Audio codec device tree entries
David Gibson
david at gibson.dropbear.id.au
Thu Oct 25 10:04:25 EST 2007
On Wed, Oct 24, 2007 at 10:38:11AM -0600, Grant Likely wrote:
> On 10/24/07, Jon Smirl <jonsmirl at gmail.com> wrote:
> > On 10/24/07, Grant Likely <grant.likely at secretlab.ca> wrote:
[snip]
> > > For example:
> > > sound at 0 {
> > > compatible = "<mfg>,<board>,sound" // The board might have
> > > more than one sound i/f which could be wired differently
> > > codec-handle = <&codec0>;
> > > };
>
> The difference here is that the node provides real information about
> the board. It has a compatible field which tells you *exactly* what
> sound circuit is present on the board. It can have additional
> information that does make sense to encode into the device tree (ie.
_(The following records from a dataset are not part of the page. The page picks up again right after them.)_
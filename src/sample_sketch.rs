
//! Per-sample presence sketching.
//!
//! All reads of a sample, possibly spread over several read files, are streamed through
//! one `PresenceSketch`. Each read file contributes at most `max_reads` records. After
//! the pass, fingerprints seen at least twice are written to `<out_dir>/<sample>.kmers`.

use std::path::{Path, PathBuf};

use anyhow::{Context, Result};
use indicatif::MultiProgress;
use log::{debug, info, warn};
use needletail::errors::ParseErrorKind;
use needletail::parse_fastx_file;
use num_format::{Locale, ToFormattedString};
use rayon::iter::{IntoParallelRefIterator, ParallelIterator};

use crate::hashing::KmerFilter;
use crate::presence_sketch::PresenceSketch;
use crate::progress::{progress_bar, progress_bar_msg, to_millions};
use crate::sketch_params::SketchParams;
use crate::sketch_store::{write_sketch, SketchHeader, SKETCH_EXTENSION};

const PROGRESS_INTERVAL: u64 = 1_000_000;

/// Builds the presence sketch of a single sample.
#[derive(Clone, Debug)]
pub struct SampleSketcher {
    name: String,
    params: SketchParams,
    filter: KmerFilter,
    sketch: PresenceSketch,
    read_count: u64,
    bp_count: u64,
    kmer_count: u64,
}

impl SampleSketcher {
    pub fn new(name: &str, params: &SketchParams) -> Self {
        SampleSketcher {
            name: name.to_string(),
            params: params.clone(),
            filter: KmerFilter::new(params),
            sketch: PresenceSketch::with_universe_bits(params.fingerprint_bits()),
            read_count: 0,
            bp_count: 0,
            kmer_count: 0,
        }
    }

    pub fn process_seq(&mut self, seq: &[u8]) {
        self.read_count += 1;
        self.bp_count += seq.len() as u64;

        for fingerprint in self.filter.fingerprints(seq) {
            self.sketch.record(fingerprint);
            self.kmer_count += 1;
        }
    }

    pub fn name(&self) -> &str {
        &self.name
    }

    pub fn read_count(&self) -> u64 {
        self.read_count
    }

    pub fn bp_count(&self) -> u64 {
        self.bp_count
    }

    /// Number of k-mers retained after subsampling.
    pub fn kmer_count(&self) -> u64 {
        self.kmer_count
    }

    pub fn sketch(&self) -> &PresenceSketch {
        &self.sketch
    }

    pub fn header(&self) -> SketchHeader {
        SketchHeader::new(&self.name, &self.params, self.read_count, self.bp_count)
    }

    /// Write fingerprints seen at least twice to a sketch file, returning their number.
    pub fn write(&self, path: &Path) -> Result<usize> {
        let doubles = self.sketch.export_doubles();
        write_sketch(path, &self.header(), &doubles)?;
        Ok(doubles.len())
    }
}

/// Sketch all reads of one sample.
pub fn sketch_sample(
    name: &str,
    read_files: &[PathBuf],
    params: &SketchParams,
    multi_progress: &MultiProgress,
) -> Result<SampleSketcher> {
    let mut sketcher = params.create_sketcher(name);
    debug!(
        "{}: allocated {} MiB presence sketch",
        name,
        sketcher.sketch().memory_bytes() >> 20
    );

    let progress_bar = multi_progress.add(progress_bar_msg(read_files.len() as u64));
    progress_bar.set_prefix(name.to_string());

    for read_file in read_files {
        let mut reader = match parse_fastx_file(read_file) {
            Ok(reader) => reader,
            Err(err) if err.kind == ParseErrorKind::EmptyFile => {
                warn!("{}: {} is empty", name, read_file.display());
                progress_bar.inc(1);
                continue;
            }
            Err(err) => {
                return Err(err).context(format!("Failed to open {}", read_file.display()));
            }
        };

        let mut file_reads = 0;
        while params.max_reads() == 0 || file_reads < params.max_reads() {
            let Some(rec) = reader.next() else {
                break;
            };
            let record = rec.context(format!("Malformed record in {}", read_file.display()))?;
            sketcher.process_seq(&record.seq());
            file_reads += 1;

            if file_reads % PROGRESS_INTERVAL == 0 {
                progress_bar.set_message(progress_message(&sketcher));
            }
        }

        progress_bar.set_message(progress_message(&sketcher));
        progress_bar.inc(1);
        info!(
            "{}: {} reads from {} ({} seen once, {} seen twice)",
            name,
            file_reads.to_formatted_string(&Locale::en),
            read_file.display(),
            sketcher.sketch().seen_once_count().to_formatted_string(&Locale::en),
            sketcher.sketch().seen_twice_count().to_formatted_string(&Locale::en),
        );
    }

    progress_bar.finish();

    Ok(sketcher)
}

fn progress_message(sketcher: &SampleSketcher) -> String {
    format!(
        "{} reads; {} once, {} twice",
        sketcher.read_count().to_formatted_string(&Locale::en),
        to_millions(sketcher.sketch().seen_once_count()),
        to_millions(sketcher.sketch().seen_twice_count()),
    )
}

/// Path of the sketch file of a sample.
pub fn sketch_path(out_dir: &Path, sample_name: &str) -> PathBuf {
    out_dir.join(format!("{sample_name}.{SKETCH_EXTENSION}"))
}

/// Sketch samples and write one sketch file per sample to `out_dir`.
///
/// Samples are processed in parallel on the global thread pool; each holds its own
/// presence sketch, so memory grows with the number of threads.
pub fn sketch_samples(
    samples: &[(String, Vec<PathBuf>)],
    params: &SketchParams,
    out_dir: &Path,
) -> Result<Vec<PathBuf>> {
    let multi_progress = MultiProgress::new();
    let overall = multi_progress.add(progress_bar(samples.len() as u64));

    let sketch_files = samples
        .par_iter()
        .map(|(name, read_files)| {
            let sketcher = sketch_sample(name, read_files, params, &multi_progress)?;

            let path = sketch_path(out_dir, name);
            let num_doubles = sketcher.write(&path)?;
            info!(
                "{}: {} reads, {} bp, {} k-mers retained, {} written to {}",
                sketcher.name(),
                sketcher.read_count().to_formatted_string(&Locale::en),
                sketcher.bp_count().to_formatted_string(&Locale::en),
                sketcher.kmer_count().to_formatted_string(&Locale::en),
                num_doubles.to_formatted_string(&Locale::en),
                path.display()
            );

            overall.inc(1);
            Ok(path)
        })
        .collect::<Result<Vec<PathBuf>>>()?;

    overall.finish();

    Ok(sketch_files)
}

#[cfg(test)]
mod tests {
    use super::*;
    use std::fs::File;
    use std::io::Write;
    use tempfile::{tempdir, TempDir};

    use crate::sketch_store::read_sketch;

    // Helper to create a temporary read file with given contents
    fn write_temp_reads(contents: &str, filename: &str, dir: &TempDir) -> PathBuf {
        let file_path = dir.path().join(filename);
        let mut file = File::create(&file_path).unwrap();
        file.write_all(contents.as_bytes()).unwrap();
        file.sync_all().unwrap();
        file_path
    }

    fn test_params() -> SketchParams {
        SketchParams::default()
            .with_kmer_length(5)
            .with_ratio(1)
            .with_fingerprint_bits(20)
    }

    #[test]
    fn test_process_seq() {
        let params = test_params();
        let filter = KmerFilter::new(&params);
        let mut sketcher = params.create_sketcher("s1");

        // GATTA appears once, ACGTA twice via its reverse complement TACGT
        sketcher.process_seq(b"GATTA");
        sketcher.process_seq(b"ACGTA");
        sketcher.process_seq(b"TACGT");

        assert_eq!(sketcher.read_count(), 3);
        assert_eq!(sketcher.bp_count(), 15);
        assert_eq!(sketcher.kmer_count(), 3);

        let gatta = filter.fingerprints(b"GATTA").next().unwrap();
        let acgta = filter.fingerprints(b"ACGTA").next().unwrap();
        assert!(sketcher.sketch().contains_once(gatta));
        if gatta != acgta {
            assert!(!sketcher.sketch().contains_twice(gatta));
        }
        assert_eq!(sketcher.sketch().export_doubles(), vec![acgta]);
    }

    #[test]
    fn test_sketch_sample_across_files() {
        let temp_dir = tempdir().unwrap();

        let fastq = "@r1\nACGTACGTAC\n+\nIIIIIIIIII\n@r2\nTTTTTGGGGG\n+\nIIIIIIIIII\n";
        let fasta = ">r3\nACGTACGTAC\n";
        let file1 = write_temp_reads(fastq, "s1_a.fq", &temp_dir);
        let file2 = write_temp_reads(fasta, "s1_b.fa", &temp_dir);

        let params = test_params();
        let sketcher = sketch_sample("s1", &[file1, file2], &params, &MultiProgress::new()).unwrap();

        assert_eq!(sketcher.read_count(), 3);
        assert_eq!(sketcher.bp_count(), 30);

        // every k-mer of ACGTACGTAC occurs at least twice, TTTTTGGGGG has no repeats
        let filter = KmerFilter::new(&params);
        let mut expected: Vec<u32> = filter.fingerprints(b"ACGTACGTAC").collect();
        expected.sort_unstable();
        expected.dedup();
        assert_eq!(sketcher.sketch().export_doubles(), expected);

        for fp in filter.fingerprints(b"TTTTTGGGGG") {
            assert!(sketcher.sketch().contains_once(fp));
        }
        assert_eq!(sketcher.sketch().seen_once_count(), expected.len() as u64 + 6);
    }

    #[test]
    fn test_read_cap_per_file() {
        let temp_dir = tempdir().unwrap();

        let fasta = ">r1\nGATTACA\n>r2\nGATTACA\n>r3\nGATTACA\n";
        let file1 = write_temp_reads(fasta, "a.fa", &temp_dir);
        let file2 = write_temp_reads(fasta, "b.fa", &temp_dir);

        let params = test_params().with_max_reads(1);
        let sketcher = sketch_sample("capped", &[file1, file2], &params, &MultiProgress::new()).unwrap();
        assert_eq!(sketcher.read_count(), 2);

        let params = test_params().with_max_reads(0);
        let file3 = write_temp_reads(fasta, "c.fa", &temp_dir);
        let sketcher = sketch_sample("uncapped", &[file3], &params, &MultiProgress::new()).unwrap();
        assert_eq!(sketcher.read_count(), 3);
    }

    #[test]
    fn test_empty_read_file() {
        let temp_dir = tempdir().unwrap();

        let empty = write_temp_reads("", "empty.fq", &temp_dir);
        let sketcher = sketch_sample("empty", &[empty.clone()], &test_params(), &MultiProgress::new()).unwrap();
        assert_eq!(sketcher.read_count(), 0);
        assert!(sketcher.sketch().export_doubles().is_empty());

        // an empty lane does not hide the reads of the others
        let reads = write_temp_reads(">r1\nACGTACGTAC\n>r2\nACGTACGTAC\n", "reads.fa", &temp_dir);
        let sketcher = sketch_sample("mixed", &[empty, reads], &test_params(), &MultiProgress::new()).unwrap();
        assert_eq!(sketcher.read_count(), 2);
        assert!(!sketcher.sketch().export_doubles().is_empty());
    }

    #[test]
    fn test_missing_read_file() {
        let temp_dir = tempdir().unwrap();
        let missing = temp_dir.path().join("missing.fq");
        let result = sketch_sample("s1", &[missing], &test_params(), &MultiProgress::new());
        assert!(result.is_err());
    }

    #[test]
    fn test_malformed_read_file() {
        let temp_dir = tempdir().unwrap();
        let file = write_temp_reads("this is not a read file\n", "bad.fq", &temp_dir);
        let result = sketch_sample("bad", &[file], &test_params(), &MultiProgress::new());
        assert!(result.is_err());
    }

    #[test]
    fn test_sketch_samples_writes_files() {
        let temp_dir = tempdir().unwrap();
        let out_dir = tempdir().unwrap();

        let file1 = write_temp_reads(">r1\nACGTACGTAC\n>r2\nACGTACGTAC\n", "s1.fa", &temp_dir);
        let file2 = write_temp_reads(">r1\nGATTACAGAT\n", "s2.fa", &temp_dir);

        let samples = vec![
            ("s1".to_string(), vec![file1]),
            ("s2".to_string(), vec![file2]),
        ];
        let params = test_params();
        let paths = sketch_samples(&samples, &params, out_dir.path()).unwrap();
        assert_eq!(paths, vec![sketch_path(out_dir.path(), "s1"), sketch_path(out_dir.path(), "s2")]);

        let s1 = read_sketch(&paths[0]).unwrap();
        assert_eq!(s1.header.sample_name(), "s1");
        assert_eq!(s1.header.read_count(), 2);
        assert_eq!(s1.header.params(), &params);

        let mut expected: Vec<u32> = KmerFilter::new(&params).fingerprints(b"ACGTACGTAC").collect();
        expected.sort_unstable();
        expected.dedup();
        assert_eq!(s1.fingerprints, expected);
    }
}

//! Canonical k-mer extraction from nucleotide sequences.
//!
//! K-mers are packed into 2 bits per base (A=0, C=1, G=2, T=3) and the canonical
//! representative is the numerically smaller of the forward and reverse complement
//! encodings. Windows spanning a base outside of {A,C,G,T} are skipped.

pub type Kmer = u64;

pub const MAX_KMER_LENGTH: u8 = 32;

const INVALID: u8 = 4;

const NT_TO_BITS: [u8; 256] = {
    let mut table = [INVALID; 256];

    table[b'A' as usize] = 0;
    table[b'C' as usize] = 1;
    table[b'G' as usize] = 2;
    table[b'T' as usize] = 3;
    table[b'a' as usize] = 0;
    table[b'c' as usize] = 1;
    table[b'g' as usize] = 2;
    table[b't' as usize] = 3;

    table
};

/// Lazy iterator over the canonical k-mers of a sequence, one per valid window.
// Rolling encoding modified from the fmh_seeds method by Jim Shaw in skani.
pub struct CanonicalKmers<'a> {
    seq: &'a [u8],
    pos: usize,
    k: usize,
    valid_run: usize,
    fwd_kmer: Kmer,
    rev_kmer: Kmer,
    fwd_mask: Kmer,
    rev_shift_dist: usize,
}

impl<'a> CanonicalKmers<'a> {
    /// Create iterator over canonical k-mers of length `k` in [1, 32].
    pub fn new(seq: &'a [u8], k: u8) -> Self {
        assert!(
            (1..=MAX_KMER_LENGTH).contains(&k),
            "k-mer length must be in the range [1, {MAX_KMER_LENGTH}]"
        );
        let k = k as usize;

        CanonicalKmers {
            seq,
            pos: 0,
            k,
            valid_run: 0,
            fwd_kmer: 0,
            rev_kmer: 0,
            fwd_mask: Kmer::MAX >> (std::mem::size_of::<Kmer>() * 8 - 2 * k),
            rev_shift_dist: 2 * (k - 1),
        }
    }
}

impl Iterator for CanonicalKmers<'_> {
    type Item = Kmer;

    fn next(&mut self) -> Option<Kmer> {
        while self.pos < self.seq.len() {
            let code = NT_TO_BITS[self.seq[self.pos] as usize];
            self.pos += 1;

            if code == INVALID {
                // restart the window after an ambiguous base
                self.valid_run = 0;
                self.fwd_kmer = 0;
                self.rev_kmer = 0;
                continue;
            }

            let nuc_f = code as Kmer;
            self.fwd_kmer = ((self.fwd_kmer << 2) | nuc_f) & self.fwd_mask;

            let nuc_r = 3 - nuc_f;
            self.rev_kmer = (self.rev_kmer >> 2) | (nuc_r << self.rev_shift_dist);

            if self.valid_run < self.k {
                self.valid_run += 1;
            }

            if self.valid_run == self.k {
                return Some(self.fwd_kmer.min(self.rev_kmer));
            }
        }

        None
    }
}

/// Canonical k-mers of a sequence.
pub fn canonical_kmers(seq: &[u8], k: u8) -> CanonicalKmers<'_> {
    CanonicalKmers::new(seq, k)
}
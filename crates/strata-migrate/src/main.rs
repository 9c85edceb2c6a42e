//! strata-migrate CLI
//!
//! Command-line tool for applying and inspecting migrations. Creating
//! migrations needs the application's schema, so that is done from the
//! application with `MigrationStore::create_migration`.

use std::path::PathBuf;

use clap::{Parser, Subcommand};
use tracing::{info, Level};
use tracing_subscriber::FmtSubscriber;

use strata_migrate::prelude::*;

/// Snapshot-diff schema migrations for Postgres.
#[derive(Parser)]
#[command(name = "strata-migrate")]
#[command(author, version, about, long_about = None)]
struct Cli {
    /// Database URL.
    #[arg(short, long, env = "DATABASE_URL")]
    database: Option<String>,

    /// Migrations directory.
    #[arg(
        short,
        long,
        env = "STRATA_MIGRATIONS_DIR",
        default_value = "migrations"
    )]
    migrations_dir: PathBuf,

    /// Maximum number of pooled connections.
    #[arg(long, default_value_t = 5)]
    max_connections: u32,

    /// Enable verbose output.
    #[arg(short, long)]
    verbose: bool,

    #[command(subcommand)]
    command: Commands,
}

#[derive(Subcommand)]
enum Commands {
    /// Create the tracking table.
    Init,

    /// Apply pending migrations.
    Migrate {
        /// Show SQL without executing (dry run).
        #[arg(long)]
        dry_run: bool,
    },

    /// Show migration status.
    ShowMigrations,

    /// Show the SQL of one migration without executing it.
    SqlMigrate {
        /// Migration id.
        #[arg(long)]
        id: i64,
    },
}

impl Cli {
    async fn executor(&self) -> anyhow::Result<MigrationExecutor> {
        let url = self
            .database
            .as_deref()
            .ok_or_else(|| anyhow::anyhow!("--database or DATABASE_URL is required"))?;
        let pool = connect(url, self.max_connections).await?;
        Ok(MigrationExecutor::new(pool))
    }
}

#[tokio::main]
async fn main() -> anyhow::Result<()> {
    let cli = Cli::parse();

    let log_level = if cli.verbose {
        Level::DEBUG
    } else {
        Level::INFO
    };
    let subscriber = FmtSubscriber::builder()
        .with_max_level(log_level)
        .with_target(false)
        .without_time()
        .finish();
    tracing::subscriber::set_global_default(subscriber)?;

    let store = MigrationStore::new(&cli.migrations_dir);

    match cli.command {
        Commands::Init => {
            info!("Initializing migrations system...");
            cli.executor().await?.init().await?;
            info!("Migrations table created successfully.");
        }

        Commands::Migrate { dry_run } => {
            let executor = cli.executor().await?.dry_run(dry_run);
            if dry_run {
                info!("Dry run mode - SQL will be printed but not executed.");
            }
            let applied = executor.apply_pending(&store).await?;
            info!(count = applied.len(), "Migrations applied");
        }

        Commands::ShowMigrations => {
            let executor = cli.executor().await?;
            let migrations = store.load_all()?;
            let applied = executor.history().applied_ids().await?;

            if migrations.is_empty() {
                info!(folder = %store.folder().display(), "No migrations found.");
            } else {
                println!("\nMigrations:");
                println!("{:-<60}", "");
                for migration in &migrations {
                    let mark = if applied.contains(&migration.id()) {
                        "X"
                    } else {
                        " "
                    };
                    println!(" [{mark}] {}", migration.path().display());
                }
                println!();
            }
        }

        Commands::SqlMigrate { id } => {
            let migration = store.load(id)?;
            if migration.ddl().is_empty() {
                info!(id, "Migration has no SQL.");
            } else {
                println!("{}", migration.ddl());
            }
        }
    }

    Ok(())
}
> the codec that is used). It's not addressable (no registers or
> anything), but it does describe the board.
>
> It would be possible and reasonable for a single fabric driver to work
> with many different circuit layouts as long as it has the information
> needed to adapt each instance.
This still seems nasty, since it seems to do little but duplicate the
platform information.
I'm afraid I still don't understand quite what information this
"fabric" driver is conveying. Is it really inherently platform
specific, or is it something that can be encoded directly in a
sensible way. If the latter we could have a general "device tree"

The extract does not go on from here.